On braces and indentation-based syntax

Last I checked the Scala developer pool was so minuscule (on the verge of extinction) it needs any boost it can get. I believe the braceless syntax might provide that boost. It will also further differentiate it from Kotlin which has been eroding Scala’s market share. We need Scala to survive. It has come very close to dying from my perspective. Thus Scala needs a larger ecosystem, so arguing to hang on to the current measily ecosystem instead of trying to expand the ecosystem doesn’t make sense to me. Besides those who absolutely need Scala’s unique features are not so fragile as to abandon it because of the new optional syntax. What they going to migrate to, Haskell? Haskell also has a non-braced syntax.

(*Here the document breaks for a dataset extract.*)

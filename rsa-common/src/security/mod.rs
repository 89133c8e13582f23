//! Security primitives for credential storage.

pub mod cipher;

pub use cipher::{generate_key, generate_key_base64, load_or_create_key, CredentialCipher};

I am not well versed in Python’s history but wouldn’t the lack of static typing play a significant factor there, because there’s facets of the styling you can’t really get unambiguously right without it. How can one cite Python of an example of what not to do when it has 30% market share compared to Scala’s 0.63% and Kotlin’s 1.44%?

Scala is not going to be the better Java. Kotlin has that locked up. Scala needs another niche.

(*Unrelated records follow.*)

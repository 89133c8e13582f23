//! Out-of-band 2FA code relay.
//!
//! Broker logins that need a verification code register a pending challenge
//! keyed by `(identity, label)` and suspend until the code arrives from a
//! different context (a chat message, the console) or the deadline passes.
//!
//! ```text
//!  login ──register(identity, label)──▶ pending map ◀──submit(identity, label, code)── chat
//!    │                                      │
//!    └────── wait (deadline) ◀──oneshot─────┘
//! ```
//!
//! Correlation always uses the full key, so one user logging into several
//! brokers at once gets each code routed to the login that asked for it.

use async_trait::async_trait;
use std::collections::HashMap;
use std::io::{BufRead, Write};
use std::sync::atomic::{AtomicU64, Ordering};
use std::sync::Arc;
use std::time::Duration;
use tokio::sync::{oneshot, Mutex};
use tokio::time::Instant;

use crate::reporter::Reporter;

/// Default time a login waits for its code.
pub const DEFAULT_CODE_TIMEOUT: Duration = Duration::from_secs(300);

/// How a code wait ended.
#[derive(Debug, Clone, PartialEq, Eq)]
pub enum CodeOutcome {
    Code(String),
    TimedOut,
}

impl CodeOutcome {
    pub fn into_code(self) -> Option<String> {
        match self {
            Self::Code(code) => Some(code),
            Self::TimedOut => None,
        }
    }
}

/// Result of submitting a code.
#[derive(Debug, Clone, Copy, PartialEq, Eq)]
pub enum SubmitOutcome {
    /// Handed to the waiting login
    Delivered,
    /// Nothing is waiting under that key
    NoPending,
    /// The challenge deadline already passed
    Expired,
    /// Wrong length; the challenge stays open
    Rejected,
    /// More than one challenge open for the identity, a label is required
    Ambiguous,
}

#[derive(Debug, Clone, PartialEq, Eq, Hash)]
struct ChallengeKey {
    identity: String,
    label: String,
}

struct PendingChallenge {
    id: u64,
    deadline: Instant,
    code_length: Option<usize>,
    responder: oneshot::Sender<String>,
}

type PendingMap = Arc<Mutex<HashMap<ChallengeKey, PendingChallenge>>>;

/// Registry of logins waiting for a code.
pub struct CodeRelay {
    pending: PendingMap,
    next_id: AtomicU64,
    default_timeout: Duration,
}

/// A registered challenge. Await [`PendingCode::wait`] for the outcome.
pub struct PendingCode {
    key: ChallengeKey,
    id: u64,
    deadline: Instant,
    rx: oneshot::Receiver<String>,
    pending: PendingMap,
}

impl PendingCode {
    pub fn label(&self) -> &str {
        &self.key.label
    }

    pub fn deadline(&self) -> Instant {
        self.deadline
    }

    /// Suspend until the code arrives or the deadline passes.
    pub async fn wait(self) -> CodeOutcome {
        let PendingCode {
            key,
            id,
            deadline,
            rx,
            pending,
        } = self;

        match tokio::time::timeout_at(deadline, rx).await {
            Ok(Ok(code)) => CodeOutcome::Code(code),
            Ok(Err(_)) => {
                // Superseded by a newer registration, or expired on submit
                tracing::debug!(identity = %key.identity, label = %key.label, "Code challenge closed");
                CodeOutcome::TimedOut
            }
            Err(_) => {
                let mut map = pending.lock().await;
                if map.get(&key).is_some_and(|c| c.id == id) {
                    map.remove(&key);
                }
                tracing::warn!(identity = %key.identity, label = %key.label, "Timed out waiting for code");
                CodeOutcome::TimedOut
            }
        }
    }
}

impl CodeRelay {
    pub fn new(default_timeout: Duration) -> Self {
        Self {
            pending: Arc::new(Mutex::new(HashMap::new())),
            next_id: AtomicU64::new(1),
            default_timeout,
        }
    }

    pub fn default_timeout(&self) -> Duration {
        self.default_timeout
    }

    /// Open a challenge for `(identity, label)`.
    ///
    /// A second registration under the same key supersedes the first, whose
    /// wait then resolves as timed out.
    pub async fn register(
        &self,
        identity: &str,
        label: &str,
        code_length: Option<usize>,
        timeout: Option<Duration>,
    ) -> PendingCode {
        let key = ChallengeKey {
            identity: identity.to_string(),
            label: label.to_string(),
        };
        let id = self.next_id.fetch_add(1, Ordering::Relaxed);
        let deadline = Instant::now() + timeout.unwrap_or(self.default_timeout);
        let (tx, rx) = oneshot::channel();

        let replaced = self.pending.lock().await.insert(
            key.clone(),
            PendingChallenge {
                id,
                deadline,
                code_length,
                responder: tx,
            },
        );
        if replaced.is_some() {
            tracing::warn!(identity = %identity, label = %label, "Replaced pending code challenge");
        }
        tracing::info!(identity = %identity, label = %label, "Waiting for verification code");

        PendingCode {
            key,
            id,
            deadline,
            rx,
            pending: Arc::clone(&self.pending),
        }
    }

    /// Register and wait in one step.
    pub async fn await_code(
        &self,
        identity: &str,
        label: &str,
        code_length: Option<usize>,
        timeout: Option<Duration>,
    ) -> CodeOutcome {
        self.register(identity, label, code_length, timeout)
            .await
            .wait()
            .await
    }

    /// Deliver a code to the challenge registered under `(identity, label)`.
    pub async fn submit_code(&self, identity: &str, label: &str, code: &str) -> SubmitOutcome {
        let key = ChallengeKey {
            identity: identity.to_string(),
            label: label.to_string(),
        };
        let mut map = self.pending.lock().await;
        deliver(&mut map, &key, code)
    }

    /// Deliver a code when exactly one challenge is open for `identity`.
    pub async fn submit_for_identity(&self, identity: &str, code: &str) -> SubmitOutcome {
        let mut map = self.pending.lock().await;
        let mut keys = map.keys().filter(|k| k.identity == identity);
        let key = match (keys.next(), keys.next()) {
            (None, _) => return SubmitOutcome::NoPending,
            (Some(_), Some(_)) => return SubmitOutcome::Ambiguous,
            (Some(key), None) => key.clone(),
        };
        deliver(&mut map, &key, code)
    }

    /// Labels with an open challenge for `identity`, sorted.
    pub async fn pending_labels(&self, identity: &str) -> Vec<String> {
        let map = self.pending.lock().await;
        let mut labels: Vec<String> = map
            .keys()
            .filter(|k| k.identity == identity)
            .map(|k| k.label.clone())
            .collect();
        labels.sort();
        labels
    }

    /// Drop challenges whose deadline passed. Returns how many were removed.
    pub async fn cleanup_expired(&self) -> usize {
        let now = Instant::now();
        let mut map = self.pending.lock().await;
        let before = map.len();
        map.retain(|_, c| c.deadline > now);
        before - map.len()
    }
}

impl Default for CodeRelay {
    fn default() -> Self {
        Self::new(DEFAULT_CODE_TIMEOUT)
    }
}

fn deliver(
    map: &mut HashMap<ChallengeKey, PendingChallenge>,
    key: &ChallengeKey,
    code: &str,
) -> SubmitOutcome {
    let code = code.trim();
    let Some(challenge) = map.get(key) else {
        return SubmitOutcome::NoPending;
    };

    if Instant::now() >= challenge.deadline {
        map.remove(key);
        return SubmitOutcome::Expired;
    }
    let length_ok = challenge
        .code_length
        .map_or(true, |len| code.chars().count() == len);
    if code.is_empty() || !length_ok {
        return SubmitOutcome::Rejected;
    }

    let Some(challenge) = map.remove(key) else {
        return SubmitOutcome::NoPending;
    };
    match challenge.responder.send(code.to_string()) {
        Ok(()) => {
            tracing::info!(identity = %key.identity, label = %key.label, "Verification code delivered");
            SubmitOutcome::Delivered
        }
        // The waiter gave up between the deadline check and the send
        Err(_) => SubmitOutcome::NoPending,
    }
}

// ============================================================================
// Code providers
// ============================================================================

/// Source of verification codes handed to adapters during login.
#[async_trait]
pub trait CodeProvider: Send + Sync {
    async fn request_code(
        &self,
        identity: &str,
        label: &str,
        code_length: Option<usize>,
    ) -> CodeOutcome;
}

/// Chat mode: prompt through the reporter and wait on the relay.
pub struct RelayCodeProvider {
    relay: Arc<CodeRelay>,
    reporter: Reporter,
    timeout: Duration,
}

impl RelayCodeProvider {
    pub fn new(relay: Arc<CodeRelay>, reporter: Reporter) -> Self {
        let timeout = relay.default_timeout();
        Self {
            relay,
            reporter,
            timeout,
        }
    }

    pub fn with_timeout(mut self, timeout: Duration) -> Self {
        self.timeout = timeout;
        self
    }
}

#[async_trait]
impl CodeProvider for RelayCodeProvider {
    async fn request_code(
        &self,
        identity: &str,
        label: &str,
        code_length: Option<usize>,
    ) -> CodeOutcome {
        let pending = self
            .relay
            .register(identity, label, code_length, Some(self.timeout))
            .await;

        let digits = code_length
            .map(|n| format!("{n}-digit "))
            .unwrap_or_default();
        self.reporter.emit(format!(
            "{label} requires a {digits}verification code. Reply with `!code {label} <code>` within {} seconds",
            self.timeout.as_secs()
        ));

        let outcome = pending.wait().await;
        if outcome == CodeOutcome::TimedOut {
            self.reporter
                .emit(format!("Timed out waiting for {label} verification code"));
        }
        outcome
    }
}

/// CLI mode: read the code from stdin.
pub struct ConsoleCodeProvider {
    timeout: Duration,
}

impl ConsoleCodeProvider {
    pub fn new(timeout: Duration) -> Self {
        Self { timeout }
    }
}

#[async_trait]
impl CodeProvider for ConsoleCodeProvider {
    async fn request_code(
        &self,
        _identity: &str,
        label: &str,
        _code_length: Option<usize>,
    ) -> CodeOutcome {
        let prompt = format!("Enter {label} verification code: ");
        // The blocking read cannot be cancelled; on timeout the thread stays
        // parked on stdin until the next line arrives.
        let read = tokio::task::spawn_blocking(move || {
            let mut stdout = std::io::stdout();
            let _ = write!(stdout, "{prompt}");
            let _ = stdout.flush();
            let mut line = String::new();
            std::io::stdin().lock().read_line(&mut line).map(|_| line)
        });

        match tokio::time::timeout(self.timeout, read).await {
            Ok(Ok(Ok(line))) if !line.trim().is_empty() => CodeOutcome::Code(line.trim().to_string()),
            Ok(Ok(Err(e))) => {
                tracing::warn!(error = %e, label = %label, "Failed to read code from stdin");
                CodeOutcome::TimedOut
            }
            Ok(Err(e)) => {
                tracing::warn!(error = %e, label = %label, "Code reader task failed");
                CodeOutcome::TimedOut
            }
            _ => CodeOutcome::TimedOut,
        }
    }
}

Do you want Scala to die just because of your intransigence about braces? Will you be happy then? I want Scala to thrive.

Everything here screams for creating a version of Scala that has a larger developer pool. What is your proposal? Scala 2 status quo?

The popularity of Python seems to be a good target. If you can mostly make Scala code resemble the advantages of Python but then add type classes and static typing, you’ve carved out a niche that nobody else has, especially not on the JVM.

Your argument distills down to let’s keep our horrible situation intact and take no steps to attempt to rectify it. You want to preserve what appears to be nearly entirely non-existent. Scala already is a no-go for corporations. We know that. And the only way to change that is to broaden the developer pool.

I bet there won’t be any splitting because the supply of junior devs will expand and overwhelm the small pool of laggard diehards who refuse to adopt the sanctioned braceless default. Those junior devs will eventually become senior devs. We need to recruit junior devs at a faster rate. The braceless style and building libraries to be more friendly to Python developers might be a strategy for achieving that goal. Stuck in the mud with the status quo is not a plan.

Afaik, it’s not possible to adequately simulate type classes well in a language without higher kinds and implicits. There is the Lightweight technique for mapping the Functor onto a phantom type, but this is really a can of worms that doesn’t really work well generally. You can implement any algorithm without typeclasses or with some kludge but you really lose the entire raison d’etre of typeclasses. Maybe big corporations don’t care about how much productivity they waste as long as they can hire enough coders. Scala may never have any USP for corporations. But a stuck-in-the-mud minuscule developer pool is not helping.